Background: Vaccination with allergen-encoding DNA represents a promising approach for the treatment of allergic diseases.
Objective: In a mouse model of type I allergy, we analyzed the ability of biolistic transfection to inhibit antigen-specific IgE production and to modulate TH2 responses.
Methods: BALB/c mice were vaccinated by means of gene gun-mediated DNA immunization with plasmid vector pCMV-betaGal, encoding beta-galactosidase as a model allergen. Subsequently, mice were immunized by means of repeated intraperitoneal injection of beta-galactosidase adsorbed to the adjuvant aluminum hydroxide. Development of IgE, IgG1, and IgG2a antibody titers during the course of immunization was followed, and anaphylactic potential of sera was determined by using RBL-2H3 degranulation assay. Spleen cells of vaccinated mice and unvaccinated control animals were stimulated in vitro to analyze cytokine production and induction of CD8 + effector T cells.

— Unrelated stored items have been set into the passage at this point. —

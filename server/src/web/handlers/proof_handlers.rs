// tee_orders_server/src/web/handlers/proof_handlers.rs

use actix_web::{web, HttpResponse};
use tracing::{instrument, warn};

use crate::errors::AppError;
use crate::state::AppState;

#[instrument(name = "handler::get_proof", skip(app_state, path), fields(file = %path.as_ref()))]
pub async fn get_proof_handler(
  app_state: web::Data<AppState>,
  path: web::Path<String>,
) -> Result<HttpResponse, AppError> {
  let file_name = path.into_inner();
  match app_state.proof_files.read(&file_name).await? {
    Some((bytes, content_type)) => Ok(HttpResponse::Ok().content_type(content_type).body(bytes)),
    None => {
      warn!("Proof image {} not found.", file_name);
      Err(AppError::NotFound(format!("Proof image {} not found.", file_name)))
    }
  }
}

Results: Gene gun-mediated DNA immunization with pCMV-betaGal very efficiently prevented IgE antibody production on a long-term basis. Concomitantly, IgG1 antibody levels in vaccinated mice were strongly reduced, whereas IgG2a antibody production was increased. Analysis of cytokine profiles indicated immune deviation from a TH2-biased response in control mice toward a mixed TH1/TH2 response in vaccinated mice. In addition, substantial numbers of IFN-gamma-producing CD8 + effector T cells were found in vaccinated mice.
Conclusion: Gene gun-mediated DNA vaccination prevents the induction of long-lasting IgE antibody production.